だが、そのことを言っているわけじゃない。四肢を失くして生死をさまようその姿のほうが、そしてそれに至る命を散らす工程の中の彼女が、ベッドの上の彼女の裸体よりも官能的に僕には映っていた。
さぁ、最後のお楽しみだと、右手を挙げたその時。
「へぁ、はッ」
女が無様に地を這って、正に芋虫のように逃げ出そうと動き始めていた。
ズル、ズルリととても場違いな、白けた音が響く。
少なくとも、僕は白けた。
「ッざけんなよ、アアッ」
醜い。とても見られたものではない。僕の芸術作品とも、供物ともいえる君は、そんなすがるような醜いマネをしてはいけないのだ。美的意識を踏みにじられたことによる純粋な怒りが膨れ上がっていく。
狂気と衝動が普段の僕を呑み込み、気が付けば彼女の脳天に、鋭い爪を立てていた。
次に意識を取り戻すと、周りは血の海。
雨がやみ、僕は夜にして分かるほどに埃色にくすんだ夜空を仰いだ。
目の前の血の海は排水溝へと徐々に流れ込み、意識が飛ぶ前には胴体と頭部が確認できたはずの彼女も骨と肉をミキサーにかけてぶちまけたかのように、何とも形容しがたいミンチ状の何かに姿を変えてしまっていた。
久しぶりのご馳走をどぶに捨てて、僕はやっと後悔するに至った。
でも、やっぱり――。
「ケイコが悪いんだ。アキラなら、あいつなら……」
口に出して呟く。アキラとは僕の母であり、姉であり、愛する人であり、永遠の憧れでもある。
万が一、彼女をこのように追い詰めることに成功したとするなら、彼女はこんな些細なことで僕を怒らせたりはしないのだろう。
まあ実際、彼女を追い詰めるなんてこと今の僕じゃ到底できるはずもないのだが。
「会いたいよ、アキラ」
彼女の名前を口に出すと、じんわりとした切なさが胸中を満たし広がる。
と、視界の端。
集合団地とその駐車上を仕切る金網、その後ろで何か動いたような気がしたが……。
この時は、どうとも思わなかった。
ヒトの持つ、DNA。
それは生命体の証として一つ一つの細胞すべてに刻まれている。
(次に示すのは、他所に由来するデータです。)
use vibe_lib::tools::ToolSpec;

const CHAT: &str = "You are a helpful assistant.";

const FUNCTIONS: &str = "You are a helpful assistant that can access tools to get weather information.";

const RAG: &str = "You are a helpful AI assistant for the VibeCode platform. \
Answer the user's question based *only* on the provided context. \
If the context does not contain the answer, say that you don't know.";

const REASON: [&str;2] = [
"You are an AI agent that can use tools to answer questions. Your goal is to determine if a tool is needed to answer the user's query and to provide the necessary JSON to call that tool.

Available tools:
",
"
If the user's query requires a tool, respond with a JSON object like this:
{\"tool_call\": {\"name\": \"<tool_name>\", \"arguments\": {\"<arg_name>\": \"<arg_value>\"}}}

If no tool is needed, respond with:
{\"tool_call\": null}

Do not add any other text to your response."
];

const ANSWER: &str = "You are a helpful AI assistant. Answer the user's question based on the information provided.";

/// System prompts of the templates.
pub struct Prompts {
    extra: Option<String>,
}

impl Prompts {

    /// Create a new instance; `extra` is appended to every conversational system prompt.
    pub fn new(extra: &Option<String>) -> Self {
        Prompts {
            extra: extra.clone(),
        }
    }

    fn with_extra(&self, base: &str) -> String {
        let mut sys = base.to_owned();
        if let Some(instr) = &self.extra {
            sys += "\n\nIn addition, consider using the following information from the user:\n-----\n";
            sys += instr;
            sys += "\n-----";
        }
        sys
    }

    /// Basic chat.
    pub fn chat(&self) -> String {
        self.with_extra(CHAT)
    }

    /// Native function calling.
    pub fn functions(&self) -> String {
        self.with_extra(FUNCTIONS)
    }

    /// Question answering from retrieved context.
    pub fn rag(&self) -> String {
        self.with_extra(RAG)
    }

    /// Tool selection step of the agent. The reply must stay plain JSON, so no extra instructions.
    pub fn reason(&self, tools: &[ToolSpec]) -> String {
        let mut sys = REASON[0].to_owned();
        for tool in tools {
            sys += &format!("- `{}`: {}\n", tool.signature(), tool.description);
        }
        sys += REASON[1];
        sys
    }

    /// Final answer step of the agent.
    pub fn answer(&self) -> String {
        self.with_extra(ANSWER)
    }
}

/// User message carrying retrieved context.
pub fn rag_question(context: &str, query: &str) -> String {
    format!("Context:\n{context}\n\n---\n\nQuestion: {query}\n\nAnswer:")
}

/// User message carrying a tool result.
pub fn answer_with_tool_output(query: &str, tool_output: &str) -> String {
    format!("The user asked: '{query}'. A tool was run and returned this information: {tool_output}. Based on this, please provide a final, natural language answer.")
}
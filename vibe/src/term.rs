use std::borrow::Cow;

use crate::{config::Settings, style::Styles, error::AppError};
use rustyline::{config::BellStyle, highlight::{CmdKind, Highlighter}, history::MemHistory, Completer, CompletionType, EditMode, Editor, Helper, Hinter, Validator};

const LOGO: &str = r"
   _   __ ____ ___   ____
  | | / //  _// _ ) / __/
  | |/ /_/ / / _  |/ _/  
  |___//___//____//___/  ";

const INSTRUCTIONS: &str = "For help use ?, to exit type 'exit' or use Ctrl+C";

/// Output side of a template turn.
pub trait Console {
    /// Print a model reply.
    fn assistant(&mut self, text: &str);

    /// Print tool output.
    fn tool(&mut self, name: &str, text: &str);

    /// Print an informational line.
    fn info(&mut self, text: &str);

    /// Print the template help.
    fn help(&mut self, text: &str) {
        self.info(text);
    }
}

/// Terminal stuff.
pub struct Term {
    user_prompt: String, 
    assistant_prompt: String, 
    styles: Styles,
    dumb: bool,
    editor: Editor<RlineHelper, MemHistory>,
}

impl Term {
    /// New instance.
    pub fn new(settings: &Settings) -> Result<Self, AppError> {
        let styles = Styles::new(settings);

        let rline_config = rustyline::Config::builder()
            .history_ignore_space(true)
            .auto_add_history(true)
            .bell_style(BellStyle::None)
            .check_cursor_position(true)
            .completion_type(CompletionType::List)
            .edit_mode(EditMode::Emacs)
            .build();

        let dumb = Ok("dumb") == std::env::var("TERM").as_deref();
        let (user_prompt, assistant_prompt) = if dumb {
            ("You> ".to_owned(), "AI> ".to_owned())
        } else {
            (styles.user.label("You"), styles.assistant.label("AI"))
        };

        let mut editor: Editor<RlineHelper, MemHistory> = Editor::with_config(rline_config)?;
        editor.set_helper(Some(RlineHelper {
            colored_prompt: String::new()
        }));

        Ok(Term {
            user_prompt,
            assistant_prompt, 
            styles,
            dumb,
            editor,
        })
    }

    /// Get input from user.
    pub fn user_input(&mut self) -> Result<String, AppError> {
        if self.dumb {
            return self.editor.readline(&self.user_prompt).map_err(|e| e.into());
        }

        let colored = format!("{}{}", &self.user_prompt, self.styles.user.text);
        if let Some(helper) = self.editor.helper_mut() {
            helper.colored_prompt = colored;
        }
        let ret = self.editor.readline(" You > ");
        print!("{:#}", self.styles.user.text);
        ret.map_err(|e| e.into())
    }

    /// Print logo, template title and instructions.
    pub fn print_intro(&self, title: &str, lines: &[String]) {
        let mut intro = format!("{}\n (ver. {})\n\n{}\n", LOGO, env!("CARGO_PKG_VERSION"), title);
        for line in lines {
            intro.push_str(line);
            intro.push('\n');
        }
        intro.push_str(INSTRUCTIONS);

        if self.dumb {
            println!("{intro}");
        } else {
            println!("{}{}{:#}", self.styles.assistant.text, intro, self.styles.assistant.text);
        }
    }

}

impl Console for Term {
    fn assistant(&mut self, text: &str) {
        if self.dumb {
            println!("{}{}", self.assistant_prompt, text);
        } else {
            println!("{}{}{}{:#}", self.assistant_prompt, self.styles.assistant.text, text, self.styles.assistant.text);
        }
    }

    fn tool(&mut self, name: &str, text: &str) {
        if self.dumb {
            println!("{}> {}", name, text);
        } else {
            println!("{}{}{}{:#}", self.styles.tool.label(name), self.styles.tool.text, text, self.styles.tool.text);
        }
    }

    fn info(&mut self, text: &str) {
        println!("{text}");
    }

    fn help(&mut self, text: &str) {
        if self.dumb {
            println!("{text}");
        } else {
            println!("{}{}{:#}", self.styles.assistant.text, text, self.styles.assistant.text);
        }
    }
}

/// Console recording everything printed, for template tests.
#[cfg(test)]
#[derive(Default)]
pub struct Transcript {
    pub lines: Vec<String>,
}

#[cfg(test)]
impl Transcript {
    pub fn text(&self) -> String {
        self.lines.join("\n")
    }
}

#[cfg(test)]
impl Console for Transcript {
    fn assistant(&mut self, text: &str) {
        self.lines.push(format!("AI: {text}"));
    }

    fn tool(&mut self, name: &str, text: &str) {
        self.lines.push(format!("{name}> {text}"));
    }

    fn info(&mut self, text: &str) {
        self.lines.push(text.to_owned());
    }
}


#[derive(Helper, Validator, Hinter, Completer)]
struct RlineHelper {
    colored_prompt: String,
}

impl Highlighter for RlineHelper {
    fn highlight<'l>(&self, line: &'l str, pos: usize) -> Cow<'l, str> {
        let _ = pos;
        Cow::Borrowed(line)
    }

    fn highlight_prompt<'b, 's: 'b, 'p: 'b>(
        &'s self,
        prompt: &'p str,
        default: bool,
    ) -> Cow<'b, str> {
        if default {
            Cow::Borrowed(&self.colored_prompt)
        } else {
            Cow::Borrowed(prompt)
        }
    }

    fn highlight_hint<'h>(&self, hint: &'h str) -> Cow<'h, str> {
        Cow::Borrowed(hint)
    }

    fn highlight_candidate<'c>(
        &self,
        candidate: &'c str,
        completion: rustyline::CompletionType,
    ) -> Cow<'c, str> {
        let _ = completion;
        Cow::Borrowed(candidate)
    }

    fn highlight_char(&self, line: &str, pos: usize, kind: CmdKind) -> bool {
        let _ = (line, pos, kind);
        false
    }
}
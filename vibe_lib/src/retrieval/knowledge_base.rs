use std::path::Path;
use tracing::info;
use crate::embeddings::Embedding;
use crate::error::Error;
use super::{chunk_text, rank, Ranking, Retrieval, Scored};

/// Separator placed between retrieved chunks in a prompt context.
pub const CONTEXT_SEPARATOR: &str = "\n\n---\n\n";

/// Document split into chunks, one embedding per chunk.
pub struct KnowledgeBase {
    chunks: Vec<String>,
    vectors: Vec<Vec<f32>>,
}

impl KnowledgeBase {
    /// Read a text file and build the knowledge base from it.
    pub fn load(path: &Path, chunk_size: usize, embedding: &mut dyn Embedding) -> Result<Self, Error> {
        let text = std::fs::read_to_string(path)?;
        Self::from_text(&text, chunk_size, embedding)
    }

    /// Chunk `text` and embed every chunk.
    pub fn from_text(text: &str, chunk_size: usize, embedding: &mut dyn Embedding) -> Result<Self, Error> {
        let chunks = chunk_text(text, chunk_size)?;
        let vectors = if chunks.is_empty() {
            vec![]
        } else {
            embedding.get_embeddings(&chunks)?
        };

        if vectors.len() != chunks.len() {
            return Err(Error::LLMResponseError("number of embeddings does not match number of chunks."));
        }
        if let Some(first) = vectors.first() {
            if let Some(bad) = vectors.iter().find(|v| v.len() != first.len()) {
                return Err(Error::DimensionMismatch(first.len(), bad.len()));
            }
        }

        info!(chunks = chunks.len(), chunk_size, "knowledge base embedded");

        Ok(KnowledgeBase {
            chunks: chunks.into_iter().map(str::to_owned).collect(),
            vectors,
        })
    }

    /// Number of chunks.
    pub fn len(&self) -> usize {
        self.chunks.len()
    }

    /// True when the document was empty.
    pub fn is_empty(&self) -> bool {
        self.chunks.is_empty()
    }

    /// Chunks in document order.
    pub fn chunks(&self) -> impl Iterator<Item = &str> {
        self.chunks.iter().map(String::as_str)
    }

    /// Embed `query` and rank the chunks against it.
    pub fn retrieve(&self, query: &str, embedding: &mut dyn Embedding, ranking: &Ranking) -> Result<Retrieval<&str>, Error> {
        if self.is_empty() {
            return Ok(Retrieval::NoResults);
        }
        let query = embedding.get_embedding(query)?;
        rank(&query, self.chunks().zip(self.vectors.iter()), ranking)
    }
}

/// Join retrieved chunks, best first, into one prompt context.
pub fn join_context(matches: &[Scored<&str>]) -> String {
    matches.iter()
        .map(|m| m.item)
        .collect::<Vec<_>>()
        .join(CONTEXT_SEPARATOR)
}

#[cfg(test)]
mod tests {
    use super::*;
    use std::io::Write;

    // Maps text to a vector from letter counts, enough to make ranking predictable.
    struct LetterEmbedding {
        calls: usize,
    }

    impl Embedding for LetterEmbedding {
        fn get_embeddings(&mut self, texts: &[&str]) -> Result<Vec<Vec<f32>>, Error> {
            self.calls += 1;
            Ok(texts.iter().map(|t| {
                ['a', 'b', 'c'].iter()
                    .map(|l| t.chars().filter(|c| c == l).count() as f32)
                    .collect()
            }).collect())
        }
    }

    #[test]
    fn test_build_and_retrieve() {
        let mut embedding = LetterEmbedding { calls: 0 };
        let kb = KnowledgeBase::from_text("aaaabbbbccccabca", 4, &mut embedding).unwrap();
        assert_eq!(kb.len(), 4);
        assert_eq!(embedding.calls, 1);
        assert_eq!(kb.chunks().collect::<String>(), "aaaabbbbccccabca");

        let ranking = Ranking { top_k: 2, threshold: None };
        let result = kb.retrieve("bb", &mut embedding, &ranking).unwrap().into_vec();
        assert_eq!(result.len(), 2);
        assert_eq!(result[0].item, "bbbb");
        assert_eq!(result[1].item, "abca");

        assert_eq!(join_context(&result), "bbbb\n\n---\n\nabca");
    }

    #[test]
    fn test_threshold_gives_no_results() {
        let mut embedding = LetterEmbedding { calls: 0 };
        let kb = KnowledgeBase::from_text("aaaabbbb", 4, &mut embedding).unwrap();

        let ranking = Ranking { top_k: 3, threshold: Some(0.75) };
        assert!(kb.retrieve("c", &mut embedding, &ranking).unwrap().is_empty());
    }

    #[test]
    fn test_empty_document() {
        let mut embedding = LetterEmbedding { calls: 0 };
        let kb = KnowledgeBase::from_text("", 500, &mut embedding).unwrap();
        assert!(kb.is_empty());
        assert_eq!(embedding.calls, 0);

        let ranking = Ranking { top_k: 3, threshold: None };
        assert!(kb.retrieve("a", &mut embedding, &ranking).unwrap().is_empty());
        assert_eq!(embedding.calls, 0);
    }

    #[test]
    fn test_load_from_file() {
        let mut file = tempfile::NamedTempFile::new().unwrap();
        write!(file, "abcabc").unwrap();

        let mut embedding = LetterEmbedding { calls: 0 };
        let kb = KnowledgeBase::load(file.path(), 500, &mut embedding).unwrap();
        assert_eq!(kb.len(), 1);

        let missing = KnowledgeBase::load(Path::new("/definitely/not/here.md"), 500, &mut embedding);
        assert!(matches!(missing, Err(Error::Io(_))));
    }
}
科学技術が発達した現代、その情報は30億もの情報によって成ることが既に明らかにされた。
しかしその中に存在する遺伝子の数は約2~3万個。割合にして2パーセントしか、その詳細な機能は解明されていないのだ。その未知の98パーセントがなぜ存在し、その遺伝情報の中にいったい、何が秘められているのか……。
本当の意味ではまだ、誰も知りえないのかも、しれない――。